Stored items:
↓↓↓

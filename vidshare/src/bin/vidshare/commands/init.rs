use anyhow::{Context, Result};
use clap::{Args, ValueEnum};
use vidshare::{StoreBackend, VidshareConfig};

use crate::context::CliContext;
use crate::examples::ExampleGroup;
use crate::output::OutputManager;

pub const EXAMPLES: &[ExampleGroup] = &[ExampleGroup {
    title: "Create a config file",
    commands: &[
        "vidshare init                      # In-memory backend, default settings",
        "vidshare init --backend redis      # Redis Stack at ${REDIS_URL}",
        "vidshare init --force              # Overwrite an existing vidshare.toml",
    ],
}];

#[derive(Clone, Copy, Debug, ValueEnum)]
pub enum BackendArg {
    Memory,
    Redis,
}

impl From<BackendArg> for StoreBackend {
    fn from(value: BackendArg) -> Self {
        match value {
            BackendArg::Memory => StoreBackend::Memory,
            BackendArg::Redis => StoreBackend::Redis,
        }
    }
}

#[derive(Args)]
pub struct InitArgs {
    /// Storage backend to configure
    #[arg(long, value_enum, default_value = "memory")]
    backend: BackendArg,

    /// Key prefix for every stored record
    #[arg(long)]
    prefix: Option<String>,

    /// Overwrite an existing config file
    #[arg(long)]
    force: bool,
}

pub fn handle_init(args: InitArgs, ctx: &CliContext, output: &OutputManager) -> Result<()> {
    output.heading("Initialize vidshare");

    if ctx.has_config_file() && !args.force {
        output.warning(&format!("{} already exists", ctx.config_path.display()));
        output.info("Use --force to overwrite it.");
        return Ok(());
    }

    let mut config = VidshareConfig::default();
    config.store.backend = args.backend.into();
    if let Some(prefix) = args.prefix {
        config.store.prefix = prefix;
    }

    let rendered = config.to_toml_string()?;
    std::fs::write(&ctx.config_path, rendered)
        .with_context(|| format!("Failed to write {}", ctx.config_path.display()))?;

    output.success(&format!("Wrote {}", ctx.config_path.display()));
    output.key_value("backend", &config.store.backend.to_string());
    output.key_value("prefix", &config.store.prefix);
    if config.store.backend == StoreBackend::Redis {
        output.bullet("Set REDIS_URL to your Redis Stack instance before running other commands");
    }
    Ok(())
}
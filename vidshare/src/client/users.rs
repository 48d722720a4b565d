use chrono::Utc;
use log::debug;

use super::{Client, parse_id, required_text};
use crate::{
    errors::RepoError,
    id::EntityId,
    models::User,
    store::EntityStore,
    types::{Entity, EntityKind, UniqueKey},
};

#[derive(Debug, Clone, Default)]
pub struct NewUser {
    pub username: String,
    pub full_name: String,
    pub avatar: Option<String>,
}

impl<S: EntityStore> Client<S> {
    /// Create a user. Usernames are trimmed, lowercased and unique.
    pub async fn register_user(&self, new: NewUser) -> Result<User, RepoError> {
        let username = required_text("username", &new.username)?.to_lowercase();
        let full_name = required_text("fullName", &new.full_name)?;
        let user = User {
            id: EntityId::generate(),
            username,
            full_name,
            avatar: new.avatar.filter(|a| !a.trim().is_empty()),
            created_at: Utc::now(),
        };
        self.store.insert(&user).await?;
        debug!("registered user {} ({})", user.username, user.id);
        Ok(user)
    }

    pub async fn get_user(&self, user_id: &str) -> Result<User, RepoError> {
        let id = parse_id("userId", user_id)?;
        self.store.get::<User>(&id).await?.ok_or(RepoError::NotFound {
            entity: EntityKind::User,
            entity_id: id.to_string(),
        })
    }

    pub async fn find_user_by_username(&self, username: &str) -> Result<Option<User>, RepoError> {
        let constraint = &User::unique_constraints()[0];
        let key = UniqueKey {
            constraint: constraint.name,
            value: username.trim().to_lowercase(),
        };
        self.store.find_unique::<User>(&key).await
    }
}
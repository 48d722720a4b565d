//! `vidshare.toml` configuration.
//!
//! ```toml
//! [store]
//! backend = "redis"
//! redis_url = "${REDIS_URL}"
//! prefix = "vidshare"
//!
//! [listing]
//! default_page_size = 10
//! ```

use std::{
    fmt,
    path::{Path, PathBuf},
};

use serde::{Deserialize, Serialize};
use thiserror::Error;

use crate::errors::RepoError;

pub const DEFAULT_CONFIG_FILE: &str = "vidshare.toml";

#[derive(Debug, Error)]
pub enum ConfigError {
    #[error("failed to read {path}: {source}")]
    Io {
        path: PathBuf,
        #[source]
        source: std::io::Error,
    },
    #[error("failed to parse config: {0}")]
    Parse(#[from] toml::de::Error),
    #[error("failed to render config: {0}")]
    Render(#[from] toml::ser::Error),
    #[error("environment variable {0} not set")]
    MissingEnv(String),
}

impl From<ConfigError> for RepoError {
    fn from(err: ConfigError) -> Self {
        RepoError::other(err.to_string())
    }
}

#[derive(Debug, Clone, Default, Serialize, Deserialize)]
pub struct VidshareConfig {
    #[serde(default)]
    pub store: StoreConfig,
    #[serde(default)]
    pub listing: ListingSettings,
}

#[derive(Debug, Clone, Copy, PartialEq, Eq, Default, Serialize, Deserialize)]
#[serde(rename_all = "lowercase")]
pub enum StoreBackend {
    #[default]
    Memory,
    Redis,
}

impl fmt::Display for StoreBackend {
    fn fmt(&self, f: &mut fmt::Formatter<'_>) -> fmt::Result {
        match self {
            StoreBackend::Memory => f.write_str("memory"),
            StoreBackend::Redis => f.write_str("redis"),
        }
    }
}

#[derive(Debug, Clone, Serialize, Deserialize)]
pub struct StoreConfig {
    #[serde(default)]
    pub backend: StoreBackend,
    #[serde(default = "default_redis_url")]
    pub redis_url: String,
    #[serde(default = "default_prefix")]
    pub prefix: String,
}

impl Default for StoreConfig {
    fn default() -> Self {
        Self {
            backend: StoreBackend::default(),
            redis_url: default_redis_url(),
            prefix: default_prefix(),
        }
    }
}

fn default_redis_url() -> String {
    "${REDIS_URL}".to_string()
}

fn default_prefix() -> String {
    "vidshare".to_string()
}

impl StoreConfig {
    /// The Redis URL with a `${VAR}` placeholder expanded from the environment.
    pub fn redis_url(&self) -> Result<String, ConfigError> {
        let url = self.redis_url.as_str();
        if url.starts_with("${") && url.ends_with('}') {
            let var_name = &url[2..url.len() - 1];
            std::env::var(var_name).map_err(|_| ConfigError::MissingEnv(var_name.to_string()))
        } else {
            Ok(url.to_string())
        }
    }
}

#[derive(Debug, Clone, Copy, Serialize, Deserialize)]
pub struct ListingSettings {
    /// Page size used when a listing request carries no `limit`.
    #[serde(default = "default_page_size")]
    pub default_page_size: u64,
}

impl Default for ListingSettings {
    fn default() -> Self {
        Self {
            default_page_size: default_page_size(),
        }
    }
}

fn default_page_size() -> u64 {
    10
}

impl VidshareConfig {
    pub fn from_toml_str(content: &str) -> Result<Self, ConfigError> {
        Ok(toml::from_str(content)?)
    }

    pub fn load(path: &Path) -> Result<Self, ConfigError> {
        let content = std::fs::read_to_string(path).map_err(|source| ConfigError::Io {
            path: path.to_path_buf(),
            source,
        })?;
        Self::from_toml_str(&content)
    }

    /// Load `path` if it exists, otherwise fall back to defaults.
    pub fn load_or_default(path: &Path) -> Result<Self, ConfigError> {
        if path.exists() { Self::load(path) } else { Ok(Self::default()) }
    }

    pub fn to_toml_string(&self) -> Result<String, ConfigError> {
        Ok(toml::to_string_pretty(self)?)
    }
}
//! Resource operations over an [`EntityStore`].
//!
//! [`Client`] is the entry point: one method per operation, grouped by
//! resource in the submodules. Ids arrive as `&str` and are validated before
//! any store call; the acting user is always an explicit [`Principal`].
//!
//! # Example
//! ```no_run
//! # async fn demo() -> Result<(), vidshare::RepoError> {
//! use vidshare::{Client, ListQuery, MemoryStore};
//!
//! let client = Client::new(MemoryStore::new());
//! let page = client.list_videos(&ListQuery::default().search("rust")).await?;
//! println!("{} of {}", page.items.len(), page.total);
//! # Ok(())
//! # }
//! ```
//!
//! [`Principal`]: crate::id::Principal

mod comments;
mod dashboard;
mod likes;
mod playlists;
mod subscriptions;
mod tweets;
mod users;
mod videos;

pub use dashboard::ChannelStats;
pub use playlists::{NewPlaylist, PlaylistDetail, PlaylistUpdate};
pub use subscriptions::{ChannelSubscriber, SubscribedChannel};
pub use users::NewUser;
pub use videos::{NewVideo, VideoUpdate};

use crate::{
    config::{ListingSettings, VidshareConfig},
    errors::RepoError,
    id::EntityId,
    store::{AnyStore, EntityStore, RedisStore},
};

/// Operation facade over a store.
///
/// Cheap to clone; clones share the underlying store.
#[derive(Clone)]
pub struct Client<S = AnyStore> {
    store: S,
    listing: ListingSettings,
}

impl<S: EntityStore> Client<S> {
    pub fn new(store: S) -> Self {
        Self {
            store,
            listing: ListingSettings::default(),
        }
    }

    pub fn with_listing(mut self, listing: ListingSettings) -> Self {
        self.listing = listing;
        self
    }

    pub fn store(&self) -> &S {
        &self.store
    }
}

impl Client<AnyStore> {
    /// Build a client for the backend named in `config`.
    pub async fn from_config(config: &VidshareConfig) -> Result<Self, RepoError> {
        let store = AnyStore::from_config(&config.store).await?;
        Ok(Client::new(store).with_listing(config.listing))
    }
}

impl Client<RedisStore> {
    /// Connect to Redis Stack and make sure every search index exists.
    pub async fn connect(url: &str, prefix: impl Into<String>) -> Result<Self, RepoError> {
        let store = RedisStore::connect(url, prefix.into()).await?;
        Ok(Client::new(store))
    }
}

fn parse_id(field: &'static str, raw: &str) -> Result<EntityId, RepoError> {
    EntityId::parse(field, raw.trim())
}

/// Trimmed text that must not be blank.
fn required_text(field: &'static str, raw: &str) -> Result<String, RepoError> {
    let trimmed = raw.trim();
    if trimmed.is_empty() {
        return Err(RepoError::invalid(field, format!("{field} is required")));
    }
    Ok(trimmed.to_string())
}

↑↑↑

Activity:
In the entries above, which lines hold the word "ValueEnum"? Copy them out.

Output below:
use clap::{Args, ValueEnum};
#[derive(Clone, Copy, Debug, ValueEnum)]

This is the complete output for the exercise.